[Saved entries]
↓

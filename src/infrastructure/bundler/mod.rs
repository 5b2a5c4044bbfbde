//! Directive-based script bundler
//!
//! Every top-level `.js` file of the project's `javascripts/` directory is an
//! entry point. A header of `//=` directives pulls in other files:
//!
//! ```text
//! //= require jquery
//! //= require bootstrap/dropdown
//! //= require_tree ./pds
//! //= require_self
//! ```
//!
//! `require` names resolve against the search paths in registration order,
//! so the first path holding a match wins. Paths starting with `./` or `../`
//! resolve against the requiring file instead. Each file lands in a bundle at
//! most once.

use std::collections::HashSet;
use std::path::{Path, PathBuf};

use crate::domain::asset::AssetKind;
use crate::domain::ports::script_bundler::candidates;
use crate::domain::ports::{BundleConfig, FileSystem, ScriptBundler};
use crate::error::{PdsError, PdsResult};

#[derive(Debug, Clone, PartialEq, Eq)]
enum Directive {
    Require(String),
    RequireTree(String),
    RequireSelf,
}

/// Split a script into its directive header and body
fn parse_header(source: &str) -> (Vec<Directive>, String) {
    let mut directives = Vec::new();
    let mut body = Vec::new();
    let mut in_header = true;

    for line in source.lines() {
        let trimmed = line.trim();
        if in_header {
            if let Some(rest) = trimmed.strip_prefix("//=") {
                let rest = rest.trim();
                let (name, arg) = rest.split_once(char::is_whitespace).unwrap_or((rest, ""));
                let arg = arg.trim().trim_matches(|c| c == '"' || c == '\'').to_string();
                match name {
                    "require" => directives.push(Directive::Require(arg)),
                    "require_tree" => directives.push(Directive::RequireTree(arg)),
                    "require_self" => directives.push(Directive::RequireSelf),
                    other => tracing::warn!("ignoring unknown directive '{}'", other),
                }
                continue;
            }
            if trimmed.is_empty() || trimmed.starts_with("//") {
                body.push(line);
                continue;
            }
            in_header = false;
        }
        body.push(line);
    }

    let mut body = body.join("\n");
    if !body.is_empty() && !body.ends_with('\n') {
        body.push('\n');
    }
    (directives, body)
}

/// Sprockets-style concatenating bundler
#[derive(Debug, Clone, Default)]
pub struct DirectiveBundler<FS: FileSystem> {
    fs: FS,
}

impl<FS: FileSystem> DirectiveBundler<FS> {
    pub fn new(fs: FS) -> Self {
        Self { fs }
    }

    fn bundle_entry(&self, config: &BundleConfig, entry: &Path) -> PdsResult<String> {
        let mut out = String::new();
        let mut seen = HashSet::new();
        self.include(config, entry, entry, &mut seen, &mut out)?;
        Ok(out)
    }

    fn include(
        &self,
        config: &BundleConfig,
        entry: &Path,
        file: &Path,
        seen: &mut HashSet<PathBuf>,
        out: &mut String,
    ) -> PdsResult<()> {
        let key = file.canonicalize().unwrap_or_else(|_| file.to_path_buf());
        if !seen.insert(key) {
            return Ok(());
        }

        let source = self.fs.read(file).map_err(|e| PdsError::ScriptBundle {
            entry: entry.to_path_buf(),
            message: e.to_string(),
        })?;
        let (directives, body) = parse_header(&source);
        let base = file.parent().unwrap_or_else(|| Path::new("."));
        let mut self_emitted = false;

        for directive in directives {
            match directive {
                Directive::Require(name) => {
                    let target = if name.starts_with("./") || name.starts_with("../") {
                        candidates(&name)
                            .into_iter()
                            .map(|c| base.join(c))
                            .find(|p| p.is_file())
                    } else {
                        self.resolve(config, &name)
                    };
                    let target = target.ok_or_else(|| PdsError::ScriptBundle {
                        entry: entry.to_path_buf(),
                        message: format!("couldn't find file '{}' required by {}", name, file.display()),
                    })?;
                    self.include(config, entry, &target, seen, out)?;
                }
                Directive::RequireTree(dir) => {
                    let root = base.join(&dir);
                    if !self.fs.is_dir(&root) {
                        return Err(PdsError::ScriptBundle {
                            entry: entry.to_path_buf(),
                            message: format!("require_tree argument must be a directory: {}", dir),
                        });
                    }
                    let files = self.fs.list_files(&root)?;
                    for rel in files.iter().filter(|p| is_script(p)) {
                        self.include(config, entry, &root.join(rel), seen, out)?;
                    }
                }
                Directive::RequireSelf => {
                    out.push_str(&body);
                    self_emitted = true;
                }
            }
        }

        if !self_emitted {
            out.push_str(&body);
        }
        Ok(())
    }
}

fn is_script(path: &Path) -> bool {
    path.extension().is_some_and(|e| e == "js")
}

impl<FS: FileSystem> ScriptBundler for DirectiveBundler<FS> {
    fn bundle(&self, config: &BundleConfig) -> PdsResult<Vec<PathBuf>> {
        let mut written = Vec::new();

        for &kind in &config.kinds {
            if kind != AssetKind::Javascripts {
                tracing::debug!(%kind, "bundler skips non-script kind");
                continue;
            }

            let entry_dir = config.entry_dir(kind);
            if !self.fs.is_dir(&entry_dir) {
                tracing::warn!(dir = %entry_dir.display(), "no script entry points");
                continue;
            }

            // Only top-level files are entry points; subdirectories hold modules
            let entries: Vec<PathBuf> = self
                .fs
                .list_files(&entry_dir)?
                .into_iter()
                .filter(|rel| rel.components().count() == 1 && is_script(rel))
                .map(|rel| entry_dir.join(rel))
                .collect();

            for entry in entries {
                let bundle = self.bundle_entry(config, &entry)?;
                let Some(file_name) = entry.file_name() else {
                    continue;
                };
                let dest = config.output_dir(kind).join(file_name);
                self.fs.write(&dest, &bundle)?;
                tracing::info!(entry = %entry.display(), dest = %dest.display(), "bundled script");
                written.push(dest);
            }
        }

        Ok(written)
    }

    fn resolve(&self, config: &BundleConfig, name: &str) -> Option<PathBuf> {
        let names = candidates(name);
        config.search_paths.iter().find_map(|root| {
            names
                .iter()
                .map(|candidate| root.join(candidate))
                .find(|path| path.is_file())
        })
    }
}

#[cfg(test)]
mod tests {
    use super::*;
    use crate::infrastructure::fs::LocalFs;
    use std::fs;
    use tempfile::{tempdir, TempDir};

    struct Layout {
        _dir: TempDir,
        project: PathBuf,
        vendor: PathBuf,
        out: PathBuf,
    }

    fn layout() -> Layout {
        let dir = tempdir().unwrap();
        let project = dir.path().join("assets");
        let vendor = dir.path().join("vendor/javascripts");
        let out = dir.path().join("dist");
        fs::create_dir_all(project.join("javascripts")).unwrap();
        fs::create_dir_all(&vendor).unwrap();
        Layout {
            project,
            vendor,
            out,
            _dir: dir,
        }
    }

    fn config(l: &Layout) -> BundleConfig {
        BundleConfig {
            search_paths: vec![l.project.join("javascripts"), l.vendor.clone()],
            output_root: l.out.clone(),
            project_root: l.project.clone(),
            kinds: vec![AssetKind::Javascripts],
        }
    }

    fn write(path: &Path, content: &str) {
        fs::create_dir_all(path.parent().unwrap()).unwrap();
        fs::write(path, content).unwrap();
    }

    #[test]
    fn header_directives_are_split_from_body() {
        let (directives, body) = parse_header(
            "//= require jquery\n//= require_tree ./pds\n// plain comment\nvar a = 1;\n//= require late\n",
        );
        assert_eq!(
            directives,
            vec![
                Directive::Require("jquery".into()),
                Directive::RequireTree("./pds".into())
            ]
        );
        assert_eq!(body, "// plain comment\nvar a = 1;\n//= require late\n");
    }

    #[test]
    fn first_registered_search_path_wins() {
        let l = layout();
        write(&l.project.join("javascripts/widget.js"), "project widget\n");
        write(&l.vendor.join("widget.js"), "vendor widget\n");

        let bundler = DirectiveBundler::new(LocalFs::new());
        let resolved = bundler.resolve(&config(&l), "widget").unwrap();
        assert_eq!(resolved, l.project.join("javascripts/widget.js"));
    }

    #[test]
    fn bundles_requires_before_body_once_each() {
        let l = layout();
        write(&l.vendor.join("jquery.js"), "jquery\n");
        write(&l.vendor.join("bootstrap/dropdown.js"), "//= require jquery\ndropdown\n");
        write(
            &l.project.join("javascripts/pds.js"),
            "//= require jquery\n//= require bootstrap/dropdown\npds\n",
        );

        let bundler = DirectiveBundler::new(LocalFs::new());
        let written = bundler.bundle(&config(&l)).unwrap();

        assert_eq!(written, vec![l.out.join("javascripts/pds.js")]);
        let bundle = fs::read_to_string(&written[0]).unwrap();
        assert_eq!(bundle, "jquery\ndropdown\npds\n");
    }

    #[test]
    fn require_tree_and_require_self_order() {
        let l = layout();
        write(&l.project.join("javascripts/pds/b.js"), "b\n");
        write(&l.project.join("javascripts/pds/a.js"), "a\n");
        write(
            &l.project.join("javascripts/login.js"),
            "//= require_self\n//= require_tree ./pds\nlogin\n",
        );

        let bundler = DirectiveBundler::new(LocalFs::new());
        bundler.bundle(&config(&l)).unwrap();

        let bundle = fs::read_to_string(l.out.join("javascripts/login.js")).unwrap();
        assert_eq!(bundle, "login\na\nb\n");
    }

    #[test]
    fn missing_require_fails_the_bundle() {
        let l = layout();
        write(&l.project.join("javascripts/pds.js"), "//= require nowhere\n");

        let bundler = DirectiveBundler::new(LocalFs::new());
        let err = bundler.bundle(&config(&l)).unwrap_err();

        assert!(err.to_string().contains("couldn't find file 'nowhere'"));
        assert!(!l.out.join("javascripts/pds.js").exists());
    }

    #[test]
    fn cyclic_requires_terminate() {
        let l = layout();
        write(&l.vendor.join("a.js"), "//= require b\na\n");
        write(&l.vendor.join("b.js"), "//= require a\nb\n");
        write(&l.project.join("javascripts/main.js"), "//= require a\nmain\n");

        let bundler = DirectiveBundler::new(LocalFs::new());
        bundler.bundle(&config(&l)).unwrap();

        let bundle = fs::read_to_string(l.out.join("javascripts/main.js")).unwrap();
        assert_eq!(bundle, "b\na\nmain\n");
    }
}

↑

THE PROBLEM |
Copy each line in the entries above where "plain" turns up.

RESPONSE |
            "//= require jquery\n//= require_tree ./pds\n// plain comment\nvar a = 1;\n//= require late\n",
        assert_eq!(body, "// plain comment\nvar a = 1;\n//= require late\n");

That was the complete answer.